The power board I bought just happened to fit into the switch area without needing to remove any of the plastic. I always appreciate those little coincidences.
The final product, reassembled.
And finally the two versions side by side.
Two final versions lit up.
All told, the entire mod for the first lantern was around 3 hours for a price of about $6 ($1.66 for the LEDs, $2.85 for the boost controller, and about $1.50 in epoxy and epoxy putty). The time spent on subsequent lanterns was about 1 – 1.5 hrs each, now that I know what I’m doing with the design. Not too shabby.
So did I save any money over buying a higher lumen lantern that was already built? Yes, and no. Yes, in pure dollars. No in terms of time. But if you don’t understand why someone would spend the time hacking something that might be easier to buy, consider these points.

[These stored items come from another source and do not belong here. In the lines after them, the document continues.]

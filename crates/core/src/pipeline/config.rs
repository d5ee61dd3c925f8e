//! Extraction pipeline configuration.

use std::path::PathBuf;

use serde::{Deserialize, Serialize};

/// Configuration for the extraction pipeline body.
#[derive(Debug, Clone, Serialize, Deserialize)]
pub struct PipelineConfig {
    /// Language hint passed to transcription and on-screen text extraction.
    #[serde(default = "default_language")]
    pub language: String,

    /// Root of the per-media cache directories.
    #[serde(default = "default_work_dir")]
    pub work_dir: PathBuf,
}

fn default_language() -> String {
    "he".to_string()
}

fn default_work_dir() -> PathBuf {
    PathBuf::from("tmp")
}

impl Default for PipelineConfig {
    fn default() -> Self {
        Self {
            language: default_language(),
            work_dir: default_work_dir(),
        }
    }
}
//! Mock recipe generator for testing.

use async_trait::async_trait;
use std::sync::Arc;
use tokio::sync::RwLock;

use crate::collaborator::{CollaboratorError, RecipeGenerator, RecipePayload};

/// A recorded generation request.
#[derive(Debug, Clone)]
pub struct RecordedGeneration {
    pub source_url: String,
    pub description: String,
    pub transcript: String,
}

/// Mock implementation of the RecipeGenerator trait.
///
/// Returns the configured recipe with `url` set to the source URL.
#[derive(Debug, Clone)]
pub struct MockRecipeGenerator {
    recipe: Arc<RwLock<RecipePayload>>,
    requests: Arc<RwLock<Vec<RecordedGeneration>>>,
    next_error: Arc<RwLock<Option<CollaboratorError>>>,
}

impl Default for MockRecipeGenerator {
    fn default() -> Self {
        Self::new()
    }
}

impl MockRecipeGenerator {
    pub fn new() -> Self {
        Self {
            recipe: Arc::new(RwLock::new(super::fixtures::recipe("Shakshuka"))),
            requests: Arc::new(RwLock::new(Vec::new())),
            next_error: Arc::new(RwLock::new(None)),
        }
    }

    pub async fn set_recipe(&self, recipe: RecipePayload) {
        *self.recipe.write().await = recipe;
    }

    pub async fn set_next_error(&self, error: CollaboratorError) {
        *self.next_error.write().await = Some(error);
    }

    /// Requests received so far.
    pub async fn recorded_requests(&self) -> Vec<RecordedGeneration> {
        self.requests.read().await.clone()
    }
}

#[async_trait]
impl RecipeGenerator for MockRecipeGenerator {
    async fn generate(
        &self,
        source_url: &str,
        description: &str,
        transcript: &str,
    ) -> Result<RecipePayload, CollaboratorError> {
        self.requests.write().await.push(RecordedGeneration {
            source_url: source_url.to_string(),
            description: description.to_string(),
            transcript: transcript.to_string(),
        });

        if let Some(err) = self.next_error.write().await.take() {
            return Err(err);
        }

        let mut recipe = self.recipe.read().await.clone();
        if let Some(object) = recipe.as_object_mut() {
            object.insert("url".to_string(), source_url.into());
        }
        Ok(recipe)
    }
}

Hacking something provides:
- the pleasure of the challenge to make something better. It gets the creative juices flowing as you attempt to solve problems.
- the time spent tinkering (far more relaxing than vegging out in front of the TV, IMHO)
- the feeling of accomplishment when it works and learning from failure when it doesn’t
- learning how to do things better when you hack on future items
- it can push you to learn new technologies and techniques in order to get what you want out of the hack
- the option to actually have a “good enough” approximation when the desired item doesn’t exist, or is prohibitively expensive if it does.
- prototyping a new idea based on the initial item
And most of all, sometimes you don’t know precisely what you want, until you’ve hacked it!